**What you need to do**: Word for word, set down every line of the entries below from the line with "pub fn new()" to the line with "breaks. The web", including both, and no other line.

**Provided information**:
========================================

//! Turns dialogue outputs into messages on a surface, plus optional speech.

use std::sync::Arc;

use anyhow::Result;
use moodmate_core::{MoodSummary, Output, SpeechOutput};
use serde::Serialize;

use crate::chart::BarChart;
use crate::markdown::strip_markup;

const NO_HISTORY: &str = "You don't have any mood history yet!";
const HISTORY_HEADER: &str = "**Your Mood History:**";

#[derive(Debug, Clone, Copy, PartialEq, Eq, Serialize)]
#[serde(rename_all = "lowercase")]
pub enum Sender {
    Bot,
    User,
}

/// Where messages end up. Newest message is always shown last.
pub trait Surface: Send {
    fn append(&mut self, sender: Sender, text: &str) -> Result<()>;

    fn chart(&mut self, chart: &BarChart) -> Result<()>;
}

pub struct Presenter<U> {
    surface: U,
    speech: Option<Arc<dyn SpeechOutput>>,
}

impl<U: Surface> Presenter<U> {
    pub fn new(surface: U, speech: Option<Arc<dyn SpeechOutput>>) -> Self {
        Self { surface, speech }
    }

    pub fn surface(&self) -> &U {
        &self.surface
    }

    pub fn user(&mut self, text: &str) -> Result<()> {
        self.surface.append(Sender::User, text)
    }

    /// Show a bot line and speak it when speech output is available.
    pub fn bot(&mut self, text: &str) -> Result<()> {
        self.surface.append(Sender::Bot, text)?;
        if let Some(ref speech) = self.speech {
            speech.speak(&strip_markup(text));
        }
        Ok(())
    }

    pub fn present(&mut self, outputs: &[Output]) -> Result<()> {
        for output in outputs {
            match output {
                Output::Bot(text) => self.bot(text)?,
                Output::Summary(summary) => self.render_history_summary(summary)?,
            }
        }
        Ok(())
    }

    pub fn render_history_summary(&mut self, summary: &MoodSummary) -> Result<()> {
        if summary.is_empty() {
            return self.bot(NO_HISTORY);
        }
        self.bot(HISTORY_HEADER)?;
        for entry in &summary.recent_first {
            self.bot(&format!("{} — {}", entry.date, entry.mood))?;
        }
        self.surface.chart(&BarChart::from_summary(summary))
    }
}

#[cfg(test)]
mod tests {
    use super::*;
    use std::sync::Mutex;

    use moodmate_core::{Conversation, HistoryStore, JokePicker, MemoryStore, Mood, MoodEntry};

    #[derive(Default)]
    struct RecordingSurface {
        messages: Vec<(Sender, String)>,
        charts: Vec<BarChart>,
    }

    impl Surface for RecordingSurface {
        fn append(&mut self, sender: Sender, text: &str) -> Result<()> {
            self.messages.push((sender, text.to_string()));
            Ok(())
        }

        fn chart(&mut self, chart: &BarChart) -> Result<()> {
            self.charts.push(chart.clone());
            Ok(())
        }
    }

    #[derive(Default)]
    struct RecordingSpeech {
        spoken: Mutex<Vec<String>>,
    }

    impl SpeechOutput for RecordingSpeech {
        fn speak(&self, text: &str) {
            self.spoken.lock().unwrap().push(text.to_string());
        }

        fn engine_name(&self) -> &str {
            "recording"
        }
    }

    struct NoJokes;

    impl JokePicker for NoJokes {
        fn pick(&mut self, _jokes: &[&'static str]) -> Option<&'static str> {
            None
        }
    }

    fn fixed_day() -> String {
        "10/14/2026".to_string()
    }

    #[test]
    fn test_empty_summary_single_message() {
        let mut presenter = Presenter::new(RecordingSurface::default(), None);
        presenter
            .render_history_summary(&MoodSummary::default())
            .unwrap();
        let surface = presenter.surface();
        assert_eq!(
            surface.messages,
            vec![(Sender::Bot, NO_HISTORY.to_string())]
        );
        assert!(surface.charts.is_empty());
    }

    #[test]
    fn test_summary_lines_then_chart() {
        let summary = MoodSummary {
            recent_first: vec![
                MoodEntry {
                    mood: Mood::Sad,
                    date: "10/14/2026".into(),
                },
                MoodEntry {
                    mood: Mood::Happy,
                    date: "10/13/2026".into(),
                },
            ],
            counts: vec![(Mood::Happy, 1), (Mood::Sad, 1)],
        };
        let mut presenter = Presenter::new(RecordingSurface::default(), None);
        presenter.render_history_summary(&summary).unwrap();

        let texts: Vec<&str> = presenter
            .surface()
            .messages
            .iter()
            .map(|(_, t)| t.as_str())
            .collect();
        assert_eq!(
            texts,
            vec![HISTORY_HEADER, "10/14/2026 — sad", "10/13/2026 — happy"]
        );
        assert_eq!(presenter.surface().charts.len(), 1);
        assert_eq!(presenter.surface().charts[0].labels, vec!["happy", "sad"]);
    }

    #[test]
    fn test_bot_lines_spoken_without_markup() {
        let speech = Arc::new(RecordingSpeech::default());
        let mut presenter = Presenter::new(
            RecordingSurface::default(),
            Some(speech.clone() as Arc<dyn SpeechOutput>),
        );
        presenter.bot("Nice to meet you, **Ann**!").unwrap();
        presenter.user("Ann").unwrap();

        assert_eq!(
            *speech.spoken.lock().unwrap(),
            vec!["Nice to meet you, Ann!".to_string()]
        );
        assert_eq!(presenter.surface().messages.len(), 2);
        assert_eq!(presenter.surface().messages[1].0, Sender::User);
    }

    #[test]
    fn test_check_in_renders_newest_first() {
        let history = HistoryStore::new(MemoryStore::new()).with_clock(fixed_day);
        let mut conversation = Conversation::new(history, Box::new(NoJokes));
        let mut presenter = Presenter::new(RecordingSurface::default(), None);

        presenter.present(&conversation.start()).unwrap();
        for input in ["hello", "Ann", "happy", "yes", "sad", "no"] {
            presenter.user(input).unwrap();
            let outputs = conversation.submit(input);
            presenter.present(&outputs).unwrap();
        }

        let bot: Vec<&str> = presenter
            .surface()
            .messages
            .iter()
            .filter(|(s, _)| *s == Sender::Bot)
            .map(|(_, t)| t.as_str())
            .collect();
        let sad = bot.iter().position(|t| *t == "10/14/2026 — sad").unwrap();
        let happy = bot.iter().position(|t| *t == "10/14/2026 — happy").unwrap();
        assert!(sad < happy);
        assert_eq!(bot.last(), Some(&"Thanks for chatting! Come back anytime. 😊"));
        assert!(!bot.iter().any(|t| t.contains("joke")));

        let chart = &presenter.surface().charts[0];
        assert_eq!(chart.labels, vec!["happy", "sad"]);
        assert_eq!(chart.values, vec![1, 1]);
    }
}
//! Terminal surface: markdown rendered with termimad, ASCII bar chart.

use std::io::Write;

use anyhow::Result;
use termimad::MadSkin;

use crate::chart::BarChart;
use crate::presenter::{Sender, Surface};

const CHART_WIDTH: usize = 30;

pub struct TerminalSurface {
    skin: MadSkin,
}

impl TerminalSurface {
    pub fn new() -> Self {
        Self {
            skin: MadSkin::default(),
        }
    }
}

impl Default for TerminalSurface {
    fn default() -> Self {
        Self::new()
    }
}

impl Surface for TerminalSurface {
    fn append(&mut self, sender: Sender, text: &str) -> Result<()> {
        match sender {
            Sender::Bot => self.skin.print_text(text),
            // Typed lines are already on screen; this is for voice transcripts
            Sender::User => println!("you> {text}"),
        }
        std::io::stdout().flush()?;
        Ok(())
    }

    fn chart(&mut self, chart: &BarChart) -> Result<()> {
        println!();
        print!("{}", chart.render_ascii(CHART_WIDTH));
        println!();
        std::io::stdout().flush()?;
        Ok(())
    }
}
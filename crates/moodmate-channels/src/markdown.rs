//! Conversions for the light markdown in bot lines.
//!
//! Bot lines only ever use `**bold**` and blank-line paragraph breaks. The web
//! page wants that as HTML; speech engines want it gone entirely.

use regex::Regex;

/// Convert a bot line to HTML safe to assign to `innerHTML`.
pub fn markdown_to_html(text: &str) -> String {
    if text.is_empty() {
        return String::new();
    }

    // 1. Escape HTML special characters
    let mut html = html_escape::encode_text(text).into_owned();

    // 2. Bold **text** or __text__
    let re_bold_star = Regex::new(r"\*\*(.+?)\*\*").unwrap();
    html = re_bold_star
        .replace_all(&html, "<strong>$1</strong>")
        .into_owned();
    let re_bold_under = Regex::new(r"__(.+?)__").unwrap();
    html = re_bold_under
        .replace_all(&html, "<strong>$1</strong>")
        .into_owned();

    // 3. Line breaks
    html.replace('\n', "<br>")
}

/// Plain text for speech: HTML-like tags and emphasis markers removed.
pub fn strip_markup(text: &str) -> String {
    let re_tags = Regex::new(r"<[^>]+>").unwrap();
    let mut plain = re_tags.replace_all(text, "").into_owned();

    let re_emphasis = Regex::new(r"(\*\*|__)(.+?)(\*\*|__)").unwrap();
    plain = re_emphasis.replace_all(&plain, "$2").into_owned();

    let re_blank = Regex::new(r"\n{2,}").unwrap();
    re_blank.replace_all(plain.trim(), "\n").into_owned()
}
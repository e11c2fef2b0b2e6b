//! Microphone capture via ffmpeg.
//!
//! Records a fixed-length clip from the default input device as 16kHz mono
//! WAV, the format Whisper-style backends expect.

use std::path::{Path, PathBuf};

use anyhow::{bail, Result};
use tokio::process::Command;

/// Check if ffmpeg is available on the system.
pub fn ffmpeg_available() -> bool {
    which::which("ffmpeg").is_ok()
}

/// ffmpeg input format and default device for the current platform.
fn platform_input() -> (&'static str, &'static str) {
    if cfg!(target_os = "macos") {
        ("avfoundation", ":0")
    } else if cfg!(target_os = "windows") {
        ("dshow", "audio=default")
    } else {
        ("alsa", "default")
    }
}

/// Build the ffmpeg argument list for a capture of `secs` seconds.
pub fn capture_args(device: Option<&str>, secs: u64, output: &Path) -> Vec<String> {
    let (format, default_device) = platform_input();
    vec![
        "-y".into(),
        "-f".into(),
        format.into(),
        "-i".into(),
        device.unwrap_or(default_device).into(),
        "-t".into(),
        secs.max(1).to_string(),
        "-ar".into(),
        "16000".into(),
        "-ac".into(),
        "1".into(),
        "-loglevel".into(),
        "error".into(),
        output.to_string_lossy().to_string(),
    ]
}

/// Record one clip from the microphone.
///
/// Returns the path to a temporary WAV file. The caller is responsible for
/// cleaning it up.
pub async fn record_clip(device: Option<&str>, secs: u64) -> Result<PathBuf> {
    let output = std::env::temp_dir().join(format!("moodmate-mic-{}.wav", uuid::Uuid::new_v4()));

    let result = Command::new("ffmpeg")
        .args(capture_args(device, secs, &output))
        .stdin(std::process::Stdio::null())
        .stdout(std::process::Stdio::null())
        .stderr(std::process::Stdio::piped())
        .output()
        .await?;

    if !result.status.success() {
        let stderr = String::from_utf8_lossy(&result.stderr);
        bail!(
            "ffmpeg capture failed with status {}: {}",
            result.status,
            stderr.trim()
        );
    }

    Ok(output)
}
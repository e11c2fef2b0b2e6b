use serde::{Deserialize, Serialize};

#[derive(Debug, Clone, Serialize, Deserialize, Default)]
#[serde(rename_all = "camelCase", default)]
pub struct Config {
    pub storage: StorageConfig,
    pub dialogue: DialogueConfig,
    pub speech: SpeechConfig,
    pub voice_input: VoiceInputConfig,
    pub gateway: GatewayConfig,
}

#[derive(Debug, Clone, Serialize, Deserialize)]
#[serde(rename_all = "camelCase", default)]
pub struct StorageConfig {
    /// Directory for the persisted key-value store and line-editor history.
    pub data_dir: String,
}

impl Default for StorageConfig {
    fn default() -> Self {
        Self {
            data_dir: "~/.moodmate".into(),
        }
    }
}

#[derive(Debug, Clone, Serialize, Deserialize)]
#[serde(rename_all = "camelCase", default)]
pub struct DialogueConfig {
    /// Pause between echoing the user's line and the bot's reply.
    pub reply_delay_ms: u64,
}

impl Default for DialogueConfig {
    fn default() -> Self {
        Self { reply_delay_ms: 500 }
    }
}

#[derive(Debug, Clone, Serialize, Deserialize)]
#[serde(rename_all = "camelCase", default)]
pub struct SpeechConfig {
    pub enabled: bool,
    /// BCP 47 language tag handed to the speech engine.
    pub lang: String,
    /// Substrings matched against voice names, in order of preference.
    pub preferred_voices: Vec<String>,
    /// Explicit speech command (e.g. "espeak-ng"). Auto-detected when unset.
    pub command: Option<String>,
}

impl Default for SpeechConfig {
    fn default() -> Self {
        Self {
            enabled: true,
            lang: "en-GB".into(),
            preferred_voices: vec!["Daniel".into(), "Male".into()],
            command: None,
        }
    }
}

#[derive(Debug, Clone, Serialize, Deserialize)]
#[serde(rename_all = "camelCase", default)]
pub struct VoiceInputConfig {
    pub enabled: bool,
    pub lang: String,
    /// Length of the one-shot microphone clip.
    pub record_secs: u64,
    /// Groq API key. Falls back to GROQ_API_KEY.
    pub api_key: Option<String>,
    /// ffmpeg input device override (e.g. "hw:1" or ":1").
    pub device: Option<String>,
}

impl Default for VoiceInputConfig {
    fn default() -> Self {
        Self {
            enabled: true,
            lang: "en-US".into(),
            record_secs: 5,
            api_key: None,
            device: None,
        }
    }
}

#[derive(Debug, Clone, Serialize, Deserialize)]
#[serde(rename_all = "camelCase", default)]
pub struct GatewayConfig {
    pub host: String,
    pub port: u16,
}

impl Default for GatewayConfig {
    fn default() -> Self {
        Self {
            host: "0.0.0.0".into(),
            port: 18790,
        }
    }
}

========================================

**Reply**:
    pub fn new() -> Self {
        Self {
            skin: MadSkin::default(),
        }
    }
}

impl Default for TerminalSurface {
    fn default() -> Self {
        Self::new()
    }
}

impl Surface for TerminalSurface {
    fn append(&mut self, sender: Sender, text: &str) -> Result<()> {
        match sender {
            Sender::Bot => self.skin.print_text(text),
            // Typed lines are already on screen; this is for voice transcripts
            Sender::User => println!("you> {text}"),
        }
        std::io::stdout().flush()?;
        Ok(())
    }

    fn chart(&mut self, chart: &BarChart) -> Result<()> {
        println!();
        print!("{}", chart.render_ascii(CHART_WIDTH));
        println!();
        std::io::stdout().flush()?;
        Ok(())
    }
}
filename crates/moodmate-channels/src/markdown.rs
//! Conversions for the light markdown in bot lines.
//!
//! Bot lines only ever use `**bold**` and blank-line paragraph breaks. The web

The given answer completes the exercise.